* _Problem description_:
Reproduce every line that appears below, precisely and completely.

▼

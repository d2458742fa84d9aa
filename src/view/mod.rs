pub mod derive;
pub mod rows;

pub use derive::*;
pub use rows::RowMenus;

▲

* _Answer to this exercise_:
repository d2458742fa84d9aa
filename src/view/mod.rs
pub mod derive;
pub mod rows;

pub use derive::*;
pub use rows::RowMenus;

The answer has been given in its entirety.